Collected data entries

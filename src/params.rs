//! Per-species physical constants
//!
//! Shared by every entity of a population and fixed for the lifetime of the
//! population.

use serde::{Deserialize, Serialize};

use crate::state::{Color, Species};
use crate::{invalid, Result};

/// Closed speed interval `[lo, hi]` [m/s]
#[derive(Debug, Clone, Copy, PartialEq, Serialize, Deserialize)]
pub struct SpeedRange {
    pub lo: f64,
    pub hi: f64,
}

impl SpeedRange {
    /// Build a range, rejecting negative bounds and `lo > hi`
    pub fn new(lo: f64, hi: f64) -> Result<Self> {
        let range = Self { lo, hi };
        range.validate()?;
        Ok(range)
    }

    pub fn validate(&self) -> Result<()> {
        if !self.lo.is_finite() || !self.hi.is_finite() {
            return Err(invalid(format!(
                "speed range [{}, {}] must be finite",
                self.lo, self.hi
            )));
        }
        if self.lo < 0.0 {
            return Err(invalid(format!("speed range lower bound {} is negative", self.lo)));
        }
        if self.lo > self.hi {
            return Err(invalid(format!(
                "speed range lower bound {} exceeds upper bound {}",
                self.lo, self.hi
            )));
        }
        Ok(())
    }

    pub fn scaled(&self, factor: f64) -> Self {
        Self {
            lo: self.lo * factor,
            hi: self.hi * factor,
        }
    }
}

/// How the launch speed interval of a species is derived
#[derive(Debug, Clone, Copy, PartialEq, Serialize, Deserialize)]
#[serde(rename_all = "snake_case", tag = "kind")]
pub enum LaunchSpeed {
    /// Absolute interval, independent of the eruption
    Fixed(SpeedRange),
    /// Fractions of the effective vent exit velocity
    ExitFraction { lo: f64, hi: f64 },
    /// Multiples of the species terminal velocity
    Settling { lo: f64, hi: f64 },
}

impl LaunchSpeed {
    pub fn validate(&self) -> Result<()> {
        match *self {
            LaunchSpeed::Fixed(range) => range.validate(),
            LaunchSpeed::ExitFraction { lo, hi } | LaunchSpeed::Settling { lo, hi } => {
                SpeedRange { lo, hi }.validate()
            }
        }
    }
}

/// Still-air properties used by the terminal velocity estimate
#[derive(Debug, Clone, Copy, PartialEq, Serialize, Deserialize)]
#[serde(default)]
pub struct AirProperties {
    /// Dynamic viscosity [kg/(m s)]
    pub viscosity: f64,
    /// Density [kg/m^3]
    pub density: f64,
}

impl Default for AirProperties {
    fn default() -> Self {
        Self {
            viscosity: 1.81e-5,
            density: 1.225,
        }
    }
}

/// Constants shared by all entities of one species
#[derive(Debug, Clone, PartialEq, Serialize, Deserialize)]
pub struct SpeciesParams {
    /// Number of entities spawned at the vent
    pub count: usize,
    /// Diameter [m]
    pub diameter_m: f64,
    /// Bulk density [kg/m^3]
    pub density_kg_m3: f64,
    /// Multiplier on gravity in the vertical update
    pub gravity_scale: f64,
    /// Multiplicative damping of horizontal velocity per tick
    pub drag_factor: f64,
    pub launch: LaunchSpeed,
    /// Break into fragments on first ground contact
    pub fragments_on_impact: bool,
    /// Record impact speed on first ground contact
    pub track_impacts: bool,
    /// Colors assigned in equal contiguous groups at spawn
    pub palette: Vec<Color>,
}

impl SpeciesParams {
    /// Fine ash: light, barely affected by gravity, launched near settling speed
    pub fn ash() -> Self {
        Self {
            count: 300,
            diameter_m: 0.001,
            density_kg_m3: 1_000.0,
            gravity_scale: 0.5,
            drag_factor: 0.98,
            launch: LaunchSpeed::Settling { lo: 1.0, hi: 4.0 },
            fragments_on_impact: false,
            track_impacts: false,
            palette: vec![Color::GREY],
        }
    }

    /// Lapilli-size pyroclasts that break apart on first impact
    pub fn particle() -> Self {
        Self {
            count: 150,
            diameter_m: 0.02,
            density_kg_m3: 1_000.0,
            gravity_scale: 1.0,
            drag_factor: 0.98,
            launch: LaunchSpeed::ExitFraction { lo: 0.5, hi: 1.0 },
            fragments_on_impact: true,
            track_impacts: false,
            palette: vec![Color::RED, Color::YELLOW, Color::BLACK],
        }
    }

    /// Ballistic blocks, five times the particle diameter
    pub fn rock() -> Self {
        Self {
            count: 20,
            diameter_m: 0.1,
            density_kg_m3: 1_000.0,
            gravity_scale: 5.0,
            drag_factor: 0.98,
            launch: LaunchSpeed::ExitFraction { lo: 0.5, hi: 1.0 },
            fragments_on_impact: false,
            track_impacts: true,
            palette: vec![Color::BLACK],
        }
    }

    pub fn for_species(species: Species) -> Self {
        match species {
            Species::Ash => Self::ash(),
            Species::Particle => Self::particle(),
            Species::Rock => Self::rock(),
        }
    }

    pub fn validate(&self, species: Species) -> Result<()> {
        let positive = |v: f64| v.is_finite() && v > 0.0;
        if !positive(self.diameter_m) || !positive(self.density_kg_m3) {
            return Err(invalid(format!(
                "{species}: diameter and density must be > 0"
            )));
        }
        if !self.gravity_scale.is_finite() || self.gravity_scale < 0.0 {
            return Err(invalid(format!("{species}: gravity_scale must be finite and >= 0")));
        }
        if !(0.0..=1.0).contains(&self.drag_factor) {
            return Err(invalid(format!("{species}: drag_factor must be in [0, 1]")));
        }
        if self.palette.is_empty() {
            return Err(invalid(format!("{species}: palette must not be empty")));
        }
        self.launch.validate()
    }

    /// Color of the `index`-th of `count` spawned entities
    pub fn color_for(&self, index: usize, count: usize) -> Color {
        let groups = self.palette.len().max(1);
        let per_group = (count / groups).max(1);
        let group = (index / per_group).min(groups - 1);
        self.palette.get(group).copied().unwrap_or_default()
    }
}

#[cfg(test)]
mod tests {
    use super::*;

    #[test]
    fn test_speed_range_rejects_inverted_bounds() {
        assert!(SpeedRange::new(800.0, 400.0).is_err());
        assert!(SpeedRange::new(-1.0, 400.0).is_err());
        assert!(SpeedRange::new(400.0, 400.0).is_ok());
    }

    #[test]
    fn test_default_species_are_valid() {
        for species in Species::ALL {
            SpeciesParams::for_species(species)
                .validate(species)
                .expect("default species params should validate");
        }
    }

    #[test]
    fn test_rock_gravity_exceeds_particle_gravity() {
        let (rock, particle) = (SpeciesParams::rock(), SpeciesParams::particle());
        assert!(rock.gravity_scale > particle.gravity_scale);
    }

    #[test]
    fn test_palette_groups_are_contiguous() {
        let params = SpeciesParams::particle();
        assert_eq!(params.color_for(0, 150), Color::RED);
        assert_eq!(params.color_for(49, 150), Color::RED);
        assert_eq!(params.color_for(50, 150), Color::YELLOW);
        assert_eq!(params.color_for(149, 150), Color::BLACK);
        // remainder lands in the last group
        assert_eq!(params.color_for(151, 152), Color::BLACK);
    }
}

> [Directions] Copy out the lines of the records above in which the string "SpeciesParams" appears.

> [Reply to the task]
pub struct SpeciesParams {
impl SpeciesParams {
            SpeciesParams::for_species(species)
        let (rock, particle) = (SpeciesParams::rock(), SpeciesParams::particle());
        let params = SpeciesParams::particle();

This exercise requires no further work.